• Exercise description:
Check each line of the entries below for the string "format"; copy every line where it appears.

• Records for the task:
# # # # # # #
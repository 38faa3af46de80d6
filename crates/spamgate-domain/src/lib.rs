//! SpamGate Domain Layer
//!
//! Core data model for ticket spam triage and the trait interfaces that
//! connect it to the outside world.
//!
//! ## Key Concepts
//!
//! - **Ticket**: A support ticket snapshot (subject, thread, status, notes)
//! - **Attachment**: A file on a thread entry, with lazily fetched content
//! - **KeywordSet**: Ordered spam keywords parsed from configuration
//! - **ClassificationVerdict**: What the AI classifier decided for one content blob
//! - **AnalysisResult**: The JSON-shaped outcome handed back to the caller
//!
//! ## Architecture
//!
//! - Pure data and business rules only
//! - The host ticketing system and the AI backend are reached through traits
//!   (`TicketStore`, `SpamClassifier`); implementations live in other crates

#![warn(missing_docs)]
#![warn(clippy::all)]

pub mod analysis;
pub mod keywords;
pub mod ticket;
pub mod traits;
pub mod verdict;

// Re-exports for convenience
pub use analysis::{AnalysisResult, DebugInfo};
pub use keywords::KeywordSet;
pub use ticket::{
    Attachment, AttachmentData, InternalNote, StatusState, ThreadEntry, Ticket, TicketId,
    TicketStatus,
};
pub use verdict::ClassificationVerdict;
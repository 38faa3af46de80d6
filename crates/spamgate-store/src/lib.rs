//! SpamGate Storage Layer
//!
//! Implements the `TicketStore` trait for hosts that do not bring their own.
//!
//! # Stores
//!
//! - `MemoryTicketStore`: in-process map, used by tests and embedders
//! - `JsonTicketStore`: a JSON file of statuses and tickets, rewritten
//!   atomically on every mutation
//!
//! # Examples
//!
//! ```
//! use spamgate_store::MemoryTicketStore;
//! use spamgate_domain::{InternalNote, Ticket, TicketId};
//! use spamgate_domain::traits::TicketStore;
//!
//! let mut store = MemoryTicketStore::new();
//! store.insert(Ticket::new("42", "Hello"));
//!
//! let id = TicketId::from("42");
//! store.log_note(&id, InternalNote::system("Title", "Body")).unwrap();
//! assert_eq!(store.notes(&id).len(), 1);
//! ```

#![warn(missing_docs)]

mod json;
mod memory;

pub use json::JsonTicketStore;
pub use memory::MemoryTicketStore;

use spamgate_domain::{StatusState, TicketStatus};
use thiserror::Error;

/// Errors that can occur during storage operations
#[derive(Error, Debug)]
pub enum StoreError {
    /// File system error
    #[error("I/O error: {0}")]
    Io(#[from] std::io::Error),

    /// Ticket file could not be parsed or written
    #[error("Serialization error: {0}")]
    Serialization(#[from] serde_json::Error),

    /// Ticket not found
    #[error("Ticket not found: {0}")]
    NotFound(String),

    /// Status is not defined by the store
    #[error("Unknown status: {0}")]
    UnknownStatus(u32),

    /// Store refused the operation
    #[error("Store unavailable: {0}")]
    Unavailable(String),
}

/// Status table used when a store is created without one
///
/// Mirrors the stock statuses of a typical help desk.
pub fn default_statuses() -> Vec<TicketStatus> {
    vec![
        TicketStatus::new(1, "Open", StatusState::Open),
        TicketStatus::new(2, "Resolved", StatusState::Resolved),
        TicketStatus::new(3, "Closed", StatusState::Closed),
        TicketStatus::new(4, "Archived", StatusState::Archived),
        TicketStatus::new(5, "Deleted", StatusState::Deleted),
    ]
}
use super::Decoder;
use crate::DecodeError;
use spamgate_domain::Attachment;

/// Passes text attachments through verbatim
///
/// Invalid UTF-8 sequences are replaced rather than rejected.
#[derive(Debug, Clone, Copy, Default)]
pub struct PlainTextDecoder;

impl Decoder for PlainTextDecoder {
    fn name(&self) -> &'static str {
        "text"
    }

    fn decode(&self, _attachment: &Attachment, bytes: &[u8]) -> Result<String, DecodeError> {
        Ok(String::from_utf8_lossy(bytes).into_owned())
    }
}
# # # # # # #
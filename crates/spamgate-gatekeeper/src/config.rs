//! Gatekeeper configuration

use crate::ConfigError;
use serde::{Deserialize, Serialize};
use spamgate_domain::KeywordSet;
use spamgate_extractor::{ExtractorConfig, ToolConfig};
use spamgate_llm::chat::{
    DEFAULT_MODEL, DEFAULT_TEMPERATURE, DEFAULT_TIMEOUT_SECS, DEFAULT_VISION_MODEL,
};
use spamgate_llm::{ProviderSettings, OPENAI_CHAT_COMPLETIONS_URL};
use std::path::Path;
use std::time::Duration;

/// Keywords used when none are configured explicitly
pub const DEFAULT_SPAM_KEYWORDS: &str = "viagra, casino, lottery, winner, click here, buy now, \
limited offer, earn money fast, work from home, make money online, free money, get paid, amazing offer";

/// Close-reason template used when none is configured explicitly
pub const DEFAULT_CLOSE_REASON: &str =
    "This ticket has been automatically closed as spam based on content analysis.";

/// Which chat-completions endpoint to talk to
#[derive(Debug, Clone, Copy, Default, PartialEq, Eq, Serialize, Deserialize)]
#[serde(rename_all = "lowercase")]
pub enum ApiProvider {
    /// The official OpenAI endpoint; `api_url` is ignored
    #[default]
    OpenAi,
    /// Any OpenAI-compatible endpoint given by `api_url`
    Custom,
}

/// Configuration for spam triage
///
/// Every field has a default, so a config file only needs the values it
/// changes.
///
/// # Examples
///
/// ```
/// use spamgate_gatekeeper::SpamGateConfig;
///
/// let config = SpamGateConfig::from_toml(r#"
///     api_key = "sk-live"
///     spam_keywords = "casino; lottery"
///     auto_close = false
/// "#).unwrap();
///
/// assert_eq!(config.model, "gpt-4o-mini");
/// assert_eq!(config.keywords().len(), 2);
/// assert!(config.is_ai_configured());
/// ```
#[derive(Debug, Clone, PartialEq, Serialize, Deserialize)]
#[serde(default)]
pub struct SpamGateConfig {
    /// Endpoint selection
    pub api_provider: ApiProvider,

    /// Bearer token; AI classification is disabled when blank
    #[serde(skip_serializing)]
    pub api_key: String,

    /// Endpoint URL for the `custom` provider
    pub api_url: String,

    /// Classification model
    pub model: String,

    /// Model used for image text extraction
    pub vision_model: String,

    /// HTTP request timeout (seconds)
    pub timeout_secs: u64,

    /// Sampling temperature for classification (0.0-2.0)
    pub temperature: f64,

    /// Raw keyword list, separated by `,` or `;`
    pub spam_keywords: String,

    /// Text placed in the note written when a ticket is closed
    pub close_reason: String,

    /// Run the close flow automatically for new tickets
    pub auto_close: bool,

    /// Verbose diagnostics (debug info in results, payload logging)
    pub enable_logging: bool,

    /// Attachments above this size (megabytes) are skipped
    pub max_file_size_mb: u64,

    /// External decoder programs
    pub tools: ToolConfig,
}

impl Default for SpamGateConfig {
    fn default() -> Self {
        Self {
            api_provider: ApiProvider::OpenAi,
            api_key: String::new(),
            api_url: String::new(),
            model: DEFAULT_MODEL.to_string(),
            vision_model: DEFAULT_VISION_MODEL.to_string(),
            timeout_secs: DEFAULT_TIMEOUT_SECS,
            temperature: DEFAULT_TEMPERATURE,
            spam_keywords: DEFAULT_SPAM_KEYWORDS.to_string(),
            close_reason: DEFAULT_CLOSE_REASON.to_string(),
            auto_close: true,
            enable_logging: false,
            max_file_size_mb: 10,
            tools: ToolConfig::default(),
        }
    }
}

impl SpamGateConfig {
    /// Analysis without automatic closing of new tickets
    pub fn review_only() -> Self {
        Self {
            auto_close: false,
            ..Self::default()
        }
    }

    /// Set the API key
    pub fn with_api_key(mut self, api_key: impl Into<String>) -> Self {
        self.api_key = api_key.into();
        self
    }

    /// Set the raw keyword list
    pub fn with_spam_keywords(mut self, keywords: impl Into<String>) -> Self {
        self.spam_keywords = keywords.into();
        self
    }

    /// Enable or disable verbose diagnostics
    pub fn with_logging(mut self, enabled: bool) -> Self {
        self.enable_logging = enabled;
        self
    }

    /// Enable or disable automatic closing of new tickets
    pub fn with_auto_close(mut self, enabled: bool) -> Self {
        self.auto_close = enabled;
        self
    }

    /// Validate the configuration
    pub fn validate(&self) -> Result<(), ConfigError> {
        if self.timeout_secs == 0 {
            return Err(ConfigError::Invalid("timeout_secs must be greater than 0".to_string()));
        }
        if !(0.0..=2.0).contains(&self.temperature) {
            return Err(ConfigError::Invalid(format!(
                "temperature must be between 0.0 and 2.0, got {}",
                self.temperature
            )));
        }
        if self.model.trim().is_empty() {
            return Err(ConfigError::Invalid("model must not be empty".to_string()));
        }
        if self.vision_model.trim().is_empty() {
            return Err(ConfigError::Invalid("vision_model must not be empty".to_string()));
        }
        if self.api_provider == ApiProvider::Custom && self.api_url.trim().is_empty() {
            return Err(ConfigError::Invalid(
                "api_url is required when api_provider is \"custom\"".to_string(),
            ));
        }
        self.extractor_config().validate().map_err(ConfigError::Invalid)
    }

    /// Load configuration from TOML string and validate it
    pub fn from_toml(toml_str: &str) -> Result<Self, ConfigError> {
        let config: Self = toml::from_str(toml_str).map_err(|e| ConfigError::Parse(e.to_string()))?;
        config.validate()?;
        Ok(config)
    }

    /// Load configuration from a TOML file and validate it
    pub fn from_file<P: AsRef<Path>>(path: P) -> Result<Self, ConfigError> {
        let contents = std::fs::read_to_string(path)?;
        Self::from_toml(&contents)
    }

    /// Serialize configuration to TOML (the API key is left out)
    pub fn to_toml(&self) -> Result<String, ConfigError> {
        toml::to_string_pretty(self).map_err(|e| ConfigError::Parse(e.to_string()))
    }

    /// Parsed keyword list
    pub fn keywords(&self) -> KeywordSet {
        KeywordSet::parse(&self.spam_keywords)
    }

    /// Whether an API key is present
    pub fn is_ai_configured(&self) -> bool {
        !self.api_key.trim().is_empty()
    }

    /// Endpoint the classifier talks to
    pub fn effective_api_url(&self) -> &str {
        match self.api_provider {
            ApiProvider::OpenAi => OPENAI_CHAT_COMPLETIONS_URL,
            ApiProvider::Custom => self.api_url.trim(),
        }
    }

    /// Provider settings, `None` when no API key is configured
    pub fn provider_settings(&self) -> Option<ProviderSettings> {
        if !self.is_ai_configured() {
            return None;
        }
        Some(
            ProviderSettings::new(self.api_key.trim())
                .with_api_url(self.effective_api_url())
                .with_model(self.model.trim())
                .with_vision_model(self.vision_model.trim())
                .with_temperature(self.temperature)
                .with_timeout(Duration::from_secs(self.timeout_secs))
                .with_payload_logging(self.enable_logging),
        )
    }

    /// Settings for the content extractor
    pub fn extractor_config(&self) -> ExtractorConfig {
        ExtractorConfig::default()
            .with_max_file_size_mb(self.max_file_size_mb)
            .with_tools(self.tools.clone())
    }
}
# # # # # # #
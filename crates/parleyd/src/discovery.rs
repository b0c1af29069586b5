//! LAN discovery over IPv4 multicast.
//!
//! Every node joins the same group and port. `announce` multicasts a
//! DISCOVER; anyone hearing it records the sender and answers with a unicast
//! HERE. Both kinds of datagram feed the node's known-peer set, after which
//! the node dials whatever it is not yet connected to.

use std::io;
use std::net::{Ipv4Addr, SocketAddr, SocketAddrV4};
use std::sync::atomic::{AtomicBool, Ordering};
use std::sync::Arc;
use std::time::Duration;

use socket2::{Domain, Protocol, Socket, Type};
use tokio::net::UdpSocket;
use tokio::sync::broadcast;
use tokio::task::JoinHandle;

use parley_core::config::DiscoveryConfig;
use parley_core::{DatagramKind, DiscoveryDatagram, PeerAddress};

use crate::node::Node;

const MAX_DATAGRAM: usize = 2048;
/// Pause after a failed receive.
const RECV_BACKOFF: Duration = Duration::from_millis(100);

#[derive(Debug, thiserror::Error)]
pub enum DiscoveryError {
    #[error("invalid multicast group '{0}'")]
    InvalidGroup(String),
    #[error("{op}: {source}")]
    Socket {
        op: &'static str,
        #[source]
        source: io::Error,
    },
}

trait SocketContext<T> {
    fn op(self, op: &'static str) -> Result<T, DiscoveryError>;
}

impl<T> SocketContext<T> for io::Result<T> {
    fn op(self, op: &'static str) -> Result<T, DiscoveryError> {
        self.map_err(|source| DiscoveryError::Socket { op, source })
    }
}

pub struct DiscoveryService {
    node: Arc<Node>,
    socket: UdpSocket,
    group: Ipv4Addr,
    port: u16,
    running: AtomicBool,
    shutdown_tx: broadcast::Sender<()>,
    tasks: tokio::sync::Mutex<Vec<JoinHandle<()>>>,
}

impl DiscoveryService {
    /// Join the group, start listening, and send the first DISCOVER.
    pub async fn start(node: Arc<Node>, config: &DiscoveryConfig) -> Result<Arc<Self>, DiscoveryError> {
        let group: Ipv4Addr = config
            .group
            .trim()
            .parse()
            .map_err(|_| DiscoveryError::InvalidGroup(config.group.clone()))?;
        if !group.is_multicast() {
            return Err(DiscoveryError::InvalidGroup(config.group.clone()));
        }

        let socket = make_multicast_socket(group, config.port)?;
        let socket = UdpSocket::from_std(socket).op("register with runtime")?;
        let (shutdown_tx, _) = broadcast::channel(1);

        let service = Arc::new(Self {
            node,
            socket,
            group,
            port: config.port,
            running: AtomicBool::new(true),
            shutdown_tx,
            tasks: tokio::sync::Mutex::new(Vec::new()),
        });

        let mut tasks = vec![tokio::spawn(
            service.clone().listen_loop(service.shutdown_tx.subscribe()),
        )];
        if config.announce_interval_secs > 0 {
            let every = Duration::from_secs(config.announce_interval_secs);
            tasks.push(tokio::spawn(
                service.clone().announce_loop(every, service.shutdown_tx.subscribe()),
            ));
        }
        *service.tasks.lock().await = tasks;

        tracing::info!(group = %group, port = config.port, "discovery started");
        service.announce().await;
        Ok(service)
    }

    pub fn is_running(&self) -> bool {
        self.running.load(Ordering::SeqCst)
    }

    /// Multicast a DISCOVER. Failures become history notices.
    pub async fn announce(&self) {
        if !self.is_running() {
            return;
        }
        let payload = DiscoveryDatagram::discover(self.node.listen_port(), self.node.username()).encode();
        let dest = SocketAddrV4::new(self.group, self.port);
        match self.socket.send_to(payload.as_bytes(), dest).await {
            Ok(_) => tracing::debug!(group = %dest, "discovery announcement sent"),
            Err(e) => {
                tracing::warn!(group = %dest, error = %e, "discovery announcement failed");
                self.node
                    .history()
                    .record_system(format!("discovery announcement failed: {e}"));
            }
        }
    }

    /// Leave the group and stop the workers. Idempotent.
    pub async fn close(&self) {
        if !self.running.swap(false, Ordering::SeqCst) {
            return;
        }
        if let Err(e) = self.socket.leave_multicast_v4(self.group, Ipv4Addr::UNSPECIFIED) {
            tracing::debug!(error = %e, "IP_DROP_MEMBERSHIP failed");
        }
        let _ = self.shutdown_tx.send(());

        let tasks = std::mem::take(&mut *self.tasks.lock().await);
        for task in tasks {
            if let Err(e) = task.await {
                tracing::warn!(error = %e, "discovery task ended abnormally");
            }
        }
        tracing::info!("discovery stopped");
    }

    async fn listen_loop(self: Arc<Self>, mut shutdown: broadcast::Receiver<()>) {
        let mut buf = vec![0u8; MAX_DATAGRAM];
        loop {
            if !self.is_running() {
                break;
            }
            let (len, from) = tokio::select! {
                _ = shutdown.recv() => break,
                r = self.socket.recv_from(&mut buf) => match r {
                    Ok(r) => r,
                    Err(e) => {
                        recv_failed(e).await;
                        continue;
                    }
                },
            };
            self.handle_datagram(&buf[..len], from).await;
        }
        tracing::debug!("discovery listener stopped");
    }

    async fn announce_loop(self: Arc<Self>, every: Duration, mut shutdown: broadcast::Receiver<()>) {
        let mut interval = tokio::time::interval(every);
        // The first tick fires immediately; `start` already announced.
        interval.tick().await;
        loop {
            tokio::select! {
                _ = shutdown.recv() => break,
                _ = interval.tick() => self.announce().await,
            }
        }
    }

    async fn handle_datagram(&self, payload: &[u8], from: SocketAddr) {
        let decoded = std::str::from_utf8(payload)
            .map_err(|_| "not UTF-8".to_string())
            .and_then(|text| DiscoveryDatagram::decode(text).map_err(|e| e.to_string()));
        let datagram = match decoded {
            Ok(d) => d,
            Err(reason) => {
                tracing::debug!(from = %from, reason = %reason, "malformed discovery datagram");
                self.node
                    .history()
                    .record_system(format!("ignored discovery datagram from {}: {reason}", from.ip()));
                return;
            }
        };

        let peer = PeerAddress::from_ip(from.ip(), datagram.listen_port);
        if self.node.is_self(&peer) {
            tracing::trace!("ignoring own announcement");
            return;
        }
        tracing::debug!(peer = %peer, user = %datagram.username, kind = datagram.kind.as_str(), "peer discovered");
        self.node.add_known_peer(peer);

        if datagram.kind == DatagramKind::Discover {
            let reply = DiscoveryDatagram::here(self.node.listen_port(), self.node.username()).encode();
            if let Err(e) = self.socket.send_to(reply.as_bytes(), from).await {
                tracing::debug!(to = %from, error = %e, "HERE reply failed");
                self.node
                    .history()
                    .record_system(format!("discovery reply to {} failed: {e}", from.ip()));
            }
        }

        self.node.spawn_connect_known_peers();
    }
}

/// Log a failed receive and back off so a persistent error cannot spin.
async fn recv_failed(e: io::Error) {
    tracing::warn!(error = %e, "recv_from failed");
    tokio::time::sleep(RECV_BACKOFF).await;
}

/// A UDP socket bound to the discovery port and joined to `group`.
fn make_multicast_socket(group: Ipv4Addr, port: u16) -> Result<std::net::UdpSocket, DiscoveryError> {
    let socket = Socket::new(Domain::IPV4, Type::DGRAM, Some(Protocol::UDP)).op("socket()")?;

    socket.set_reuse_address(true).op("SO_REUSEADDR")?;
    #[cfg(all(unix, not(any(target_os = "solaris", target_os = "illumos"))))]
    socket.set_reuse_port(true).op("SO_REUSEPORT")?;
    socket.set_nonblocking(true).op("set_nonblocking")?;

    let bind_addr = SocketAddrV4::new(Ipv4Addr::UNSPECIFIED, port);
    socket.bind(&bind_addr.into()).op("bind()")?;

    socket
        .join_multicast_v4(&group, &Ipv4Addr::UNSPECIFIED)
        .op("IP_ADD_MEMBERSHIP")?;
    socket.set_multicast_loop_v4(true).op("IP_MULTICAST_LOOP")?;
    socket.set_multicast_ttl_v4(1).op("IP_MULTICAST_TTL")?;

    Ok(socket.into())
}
# # # # # # #
• Exercise answer:
            return Err(ConfigError::Invalid(format!(
                    .record_system(format!("discovery announcement failed: {e}"));
                    .record_system(format!("ignored discovery datagram from {}: {reason}", from.ip()));
                    .record_system(format!("discovery reply to {} failed: {e}", from.ip()));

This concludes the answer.